::: DATA RECORDS :::

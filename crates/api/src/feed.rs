//! Atom 1.0 rendering of journal listings.

use std::collections::HashMap;
use std::fmt::{self, Write};

use chrono::SecondsFormat;
use issuelog_core::journal::Journal;
use issuelog_core::types::{DbId, Timestamp};

/// Content type of rendered feeds.
pub const ATOM_CONTENT_TYPE: &str = "application/atom+xml; charset=utf-8";

/// One `<entry>` of a feed.
#[derive(Debug, Clone, PartialEq, Eq)]
pub struct AtomEntry {
    pub id: String,
    pub title: String,
    pub link: String,
    pub author: String,
    pub updated: Timestamp,
    pub content: String,
}

/// Build entries for `journals`. `subjects` maps issue ids to subjects.
pub fn journal_entries(
    journals: &[Journal],
    subjects: &HashMap<DbId, String>,
    public_url: &str,
) -> Vec<AtomEntry> {
    journals
        .iter()
        .map(|j| {
            let link = format!("{public_url}/issues/{}#change-{}", j.issue_id, j.id);
            let title = match subjects.get(&j.issue_id) {
                Some(subject) => format!("{subject} (#{})", j.issue_id),
                None => format!("Issue #{}", j.issue_id),
            };
            AtomEntry {
                id: link.clone(),
                title,
                link,
                author: j.author_name.clone(),
                updated: j.created_at,
                content: j.notes.clone(),
            }
        })
        .collect()
}

/// Render a complete Atom document.
///
/// The feed's `updated` is the newest entry timestamp, or now when empty.
pub fn render(title: &str, feed_url: &str, entries: &[AtomEntry]) -> Result<String, fmt::Error> {
    let updated = entries
        .iter()
        .map(|e| e.updated)
        .max()
        .unwrap_or_else(chrono::Utc::now);

    let mut xml = String::new();
    write_feed(&mut xml, title, feed_url, updated, entries)?;
    Ok(xml)
}

fn write_feed(
    out: &mut String,
    title: &str,
    feed_url: &str,
    updated: Timestamp,
    entries: &[AtomEntry],
) -> fmt::Result {
    writeln!(out, "<?xml version=\"1.0\" encoding=\"UTF-8\"?>")?;
    writeln!(out, "<feed xmlns=\"http://www.w3.org/2005/Atom\">")?;
    writeln!(out, "  <title>{}</title>", escape_xml(title))?;
    writeln!(out, "  <link rel=\"self\" href=\"{}\"/>", escape_xml(feed_url))?;
    writeln!(out, "  <id>{}</id>", escape_xml(feed_url))?;
    writeln!(out, "  <updated>{}</updated>", format_time(updated))?;

    for entry in entries {
        writeln!(out, "  <entry>")?;
        writeln!(out, "    <title>{}</title>", escape_xml(&entry.title))?;
        writeln!(out, "    <link rel=\"alternate\" href=\"{}\"/>", escape_xml(&entry.link))?;
        writeln!(out, "    <id>{}</id>", escape_xml(&entry.id))?;
        writeln!(out, "    <updated>{}</updated>", format_time(entry.updated))?;
        writeln!(out, "    <author><name>{}</name></author>", escape_xml(&entry.author))?;
        writeln!(out, "    <content type=\"text\">{}</content>", escape_xml(&entry.content))?;
        writeln!(out, "  </entry>")?;
    }

    writeln!(out, "</feed>")
}

fn format_time(ts: Timestamp) -> String {
    ts.to_rfc3339_opts(SecondsFormat::Secs, true)
}

/// Escape the five XML special characters.
pub fn escape_xml(text: &str) -> String {
    let mut out = String::with_capacity(text.len());
    for c in text.chars() {
        match c {
            '&' => out.push_str("&amp;"),
            '<' => out.push_str("&lt;"),
            '>' => out.push_str("&gt;"),
            '"' => out.push_str("&quot;"),
            '\'' => out.push_str("&apos;"),
            _ => out.push(c),
        }
    }
    out
}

:::

YOUR INSTRUCTIONS
Track down every line of the material containing the string "text", and copy it.

EXERCISE SOLUTION
        writeln!(out, "    <content type=\"text\">{}</content>", escape_xml(&entry.content))?;
pub fn escape_xml(text: &str) -> String {
    let mut out = String::with_capacity(text.len());
    for c in text.chars() {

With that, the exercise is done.